→ **The problem**
Look through the data below. Show each line where the string "subtraction" occurs.
--- Data records Enclosed Below ---
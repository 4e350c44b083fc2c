// SPDX-License-Identifier: Apache-2.0
// Copyright 2025 itsakeyfut
//
// Licensed under the Apache License, Version 2.0 (the "License");
// you may not use this file except in compliance with the License.
// You may obtain a copy of the License at
//
//     http://www.apache.org/licenses/LICENSE-2.0
//
// Unless required by applicable law or agreed to in writing, software
// distributed under the License is distributed on an "AS IS" BASIS,
// WITHOUT WARRANTIES OR CONDITIONS OF ANY KIND, either express or implied.
// See the License for the specific language governing permissions and
// limitations under the License.

//! 16.16 fixed-point arithmetic
//!
//! All pipeline arithmetic runs on two signed formats:
//!
//! - [`Fixed`]: 32-bit value with 16 integer and 16 fractional bits
//! - [`WideFixed`]: 48-bit value with 16 fractional bits, stored sign-extended
//!   in an `i64`, used for edge-equation coefficients and triangle area
//!
//! Addition and subtraction wrap on overflow. Multiplication forms the full
//! product before shifting right by 16 (arithmetic shift, so results round
//! toward negative infinity). Division shifts the dividend left by 16 before
//! an integer divide that truncates toward zero. Nothing in this module can
//! panic: division by zero yields zero.
//!
//! # Examples
//!
//! ```
//! use celery3d::core::fixed::{self, Fixed};
//!
//! let half = Fixed::from_f32(0.5);
//! let three = Fixed::from_int(3);
//!
//! assert_eq!(fixed::mul(half, three), Fixed::from_f32(1.5));
//! assert_eq!(fixed::div(three, half), Fixed::from_int(6));
//! assert_eq!(fixed::div(three, Fixed::ZERO), Fixed::ZERO);
//! ```

use std::fmt;
use std::ops::{Add, AddAssign, Div, Mul, Neg, Sub, SubAssign};

/// Number of fractional bits in both formats
pub const FRAC_BITS: u32 = 16;

/// Total bit width of [`WideFixed`]
pub const WIDE_BITS: u32 = 48;

/// Signed 16.16 fixed-point number
///
/// The raw representation is the real value multiplied by 65536.
#[derive(Debug, Clone, Copy, Default, PartialEq, Eq, PartialOrd, Ord, Hash)]
pub struct Fixed(i32);

impl Fixed {
    /// 0.0
    pub const ZERO: Fixed = Fixed(0);
    /// 0.5
    pub const HALF: Fixed = Fixed(1 << 15);
    /// 1.0
    pub const ONE: Fixed = Fixed(1 << 16);
    /// 2.0
    pub const TWO: Fixed = Fixed(2 << 16);
    /// Largest representable value (just under 32768.0)
    pub const MAX: Fixed = Fixed(i32::MAX);
    /// Smallest representable value (-32768.0)
    pub const MIN: Fixed = Fixed(i32::MIN);

    /// Wrap a raw 16.16 bit pattern
    #[inline(always)]
    pub const fn from_raw(raw: i32) -> Self {
        Fixed(raw)
    }

    /// Raw 16.16 bit pattern
    #[inline(always)]
    pub const fn raw(self) -> i32 {
        self.0
    }

    /// Convert an integer, discarding integer bits above bit 15
    #[inline(always)]
    pub const fn from_int(value: i32) -> Self {
        Fixed(value.wrapping_shl(FRAC_BITS))
    }

    /// Convert a host float by scaling by 65536 and truncating toward zero
    ///
    /// Out-of-range inputs saturate and NaN maps to zero. This conversion
    /// is only used on the host side (vertex submission, tests); nothing
    /// inside the pipeline touches floating point.
    #[inline]
    pub fn from_f32(value: f32) -> Self {
        Fixed((value * 65536.0) as i32)
    }

    /// Convert to a host float for display and diagnostics
    #[inline]
    pub fn to_f32(self) -> f32 {
        self.0 as f32 / 65536.0
    }

    /// Integer part, rounded toward negative infinity
    #[inline(always)]
    pub const fn floor_int(self) -> i32 {
        self.0 >> FRAC_BITS
    }

    /// Fractional bits as an unsigned 16-bit value
    #[inline(always)]
    pub const fn frac(self) -> u16 {
        self.0 as u16
    }

    #[inline(always)]
    pub const fn is_negative(self) -> bool {
        self.0 < 0
    }

    /// Wrapping addition
    #[inline(always)]
    pub const fn wrapping_add(self, rhs: Fixed) -> Fixed {
        Fixed(self.0.wrapping_add(rhs.0))
    }

    /// Wrapping subtraction
    #[inline(always)]
    pub const fn wrapping_sub(self, rhs: Fixed) -> Fixed {
        Fixed(self.0.wrapping_sub(rhs.0))
    }
}

impl fmt::Display for Fixed {
    fn fmt(&self, f: &mut fmt::Formatter<'_>) -> fmt::Result {
        write!(f, "{:.5}", self.to_f32())
    }
}

impl Add for Fixed {
    type Output = Fixed;

    #[inline(always)]
    fn add(self, rhs: Fixed) -> Fixed {
        self.wrapping_add(rhs)
    }
}

impl AddAssign for Fixed {
    #[inline(always)]
    fn add_assign(&mut self, rhs: Fixed) {
        *self = self.wrapping_add(rhs);
    }
}

impl Sub for Fixed {
    type Output = Fixed;

    #[inline(always)]
    fn sub(self, rhs: Fixed) -> Fixed {
        self.wrapping_sub(rhs)
    }
}

impl SubAssign for Fixed {
    #[inline(always)]
    fn sub_assign(&mut self, rhs: Fixed) {
        *self = self.wrapping_sub(rhs);
    }
}

impl Neg for Fixed {
    type Output = Fixed;

    #[inline(always)]
    fn neg(self) -> Fixed {
        Fixed(self.0.wrapping_neg())
    }
}

impl Mul for Fixed {
    type Output = Fixed;

    #[inline(always)]
    fn mul(self, rhs: Fixed) -> Fixed {
        mul(self, rhs)
    }
}

impl Div for Fixed {
    type Output = Fixed;

    #[inline(always)]
    fn div(self, rhs: Fixed) -> Fixed {
        div(self, rhs)
    }
}

/// Fixed-point multiply
///
/// Forms the exact 64-bit product, shifts right by 16, and keeps the low 32
/// bits.
///
/// # Examples
///
/// ```
/// use celery3d::core::fixed::{mul, Fixed};
///
/// assert_eq!(mul(Fixed::from_int(-2), Fixed::from_f32(0.25)), Fixed::from_f32(-0.5));
/// ```
#[inline(always)]
pub fn mul(a: Fixed, b: Fixed) -> Fixed {
    Fixed(((a.0 as i64 * b.0 as i64) >> FRAC_BITS) as i32)
}

/// Fixed-point divide
///
/// Shifts the dividend left by 16 in 64 bits, divides truncating toward
/// zero, and keeps the low 32 bits. A zero divisor yields zero.
///
/// # Examples
///
/// ```
/// use celery3d::core::fixed::{div, Fixed};
///
/// assert_eq!(div(Fixed::ONE, Fixed::from_int(4)), Fixed::from_f32(0.25));
/// assert_eq!(div(Fixed::ONE, Fixed::ZERO), Fixed::ZERO);
/// ```
#[inline]
pub fn div(a: Fixed, b: Fixed) -> Fixed {
    if b.0 == 0 {
        return Fixed::ZERO;
    }
    Fixed((((a.0 as i64) << FRAC_BITS) / b.0 as i64) as i32)
}

/// Sign-extend the low 48 bits of `value`
#[inline(always)]
const fn wrap48(value: i64) -> i64 {
    (value << (64 - WIDE_BITS)) >> (64 - WIDE_BITS)
}

/// Signed 48-bit fixed-point number with 16 fractional bits
///
/// Always stored sign-extended; every arithmetic result is wrapped back into
/// 48 bits.
#[derive(Debug, Clone, Copy, Default, PartialEq, Eq, PartialOrd, Ord, Hash)]
pub struct WideFixed(i64);

impl WideFixed {
    pub const ZERO: WideFixed = WideFixed(0);

    /// Wrap a raw value into 48 bits
    #[inline(always)]
    pub const fn from_raw(raw: i64) -> Self {
        WideFixed(wrap48(raw))
    }

    /// Raw sign-extended value
    #[inline(always)]
    pub const fn raw(self) -> i64 {
        self.0
    }

    /// Promote a 16.16 value
    #[inline(always)]
    pub const fn from_fixed(value: Fixed) -> Self {
        WideFixed(value.0 as i64)
    }

    #[inline(always)]
    pub const fn is_zero(self) -> bool {
        self.0 == 0
    }

    #[inline(always)]
    pub const fn is_positive(self) -> bool {
        self.0 > 0
    }

    #[inline(always)]
    pub const fn is_negative(self) -> bool {
        self.0 < 0
    }

    /// Multiply by a 16.16 value, shifting the product right by 16
    #[inline(always)]
    pub fn mul_fixed(self, rhs: Fixed) -> WideFixed {
        WideFixed::from_raw(((self.0 as i128 * rhs.0 as i128) >> FRAC_BITS) as i64)
    }

    /// Low 32 bits, reinterpreted as 16.16
    #[inline(always)]
    pub const fn to_fixed(self) -> Fixed {
        Fixed(self.0 as i32)
    }
}

impl Add for WideFixed {
    type Output = WideFixed;

    #[inline(always)]
    fn add(self, rhs: WideFixed) -> WideFixed {
        WideFixed::from_raw(self.0.wrapping_add(rhs.0))
    }
}

impl AddAssign for WideFixed {
    #[inline(always)]
    fn add_assign(&mut self, rhs: WideFixed) {
        *self = *self + rhs;
    }
}

impl Sub for WideFixed {
    type Output = WideFixed;

    #[inline(always)]
    fn sub(self, rhs: WideFixed) -> WideFixed {
        WideFixed::from_raw(self.0.wrapping_sub(rhs.0))
    }
}

impl Neg for WideFixed {
    type Output = WideFixed;

    #[inline(always)]
    fn neg(self) -> WideFixed {
        WideFixed::from_raw(self.0.wrapping_neg())
    }
}

/// Product of two 16.16 values kept at wide precision
#[inline(always)]
pub fn wide_mul(a: Fixed, b: Fixed) -> WideFixed {
    WideFixed::from_raw((a.0 as i64 * b.0 as i64) >> FRAC_BITS)
}

/// Plane-equation gradient of one attribute along one screen axis
///
/// Computes `(diff1 * delta1 - diff2 * delta2) / area` where the numerator
/// products are formed at 64-bit precision and shifted right by 16, and the
/// quotient is `(numerator << 16) / area` truncated toward zero. `area` is
/// the signed doubled triangle area. A zero area yields zero.
///
/// For the x gradient pass `(d01, dy02, d02, dy01)`; for the y gradient pass
/// `(d02, dx01, d01, dx02)`, where `dNM` is the attribute difference between
/// vertices N and M.
#[inline]
pub fn gradient(diff1: Fixed, delta1: Fixed, diff2: Fixed, delta2: Fixed, area: WideFixed) -> Fixed {
    if area.is_zero() {
        return Fixed::ZERO;
    }
    let term1 = (diff1.0 as i64 * delta1.0 as i64) >> FRAC_BITS;
    let term2 = (diff2.0 as i64 * delta2.0 as i64) >> FRAC_BITS;
    let numerator = term1.wrapping_sub(term2).wrapping_shl(FRAC_BITS);
    Fixed(numerator.wrapping_div(area.0) as i32)
}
--- End of Enclosed Data records ---
→ **Completed exercise**
//! Addition and subtraction wrap on overflow. Multiplication forms the full
    /// Wrapping subtraction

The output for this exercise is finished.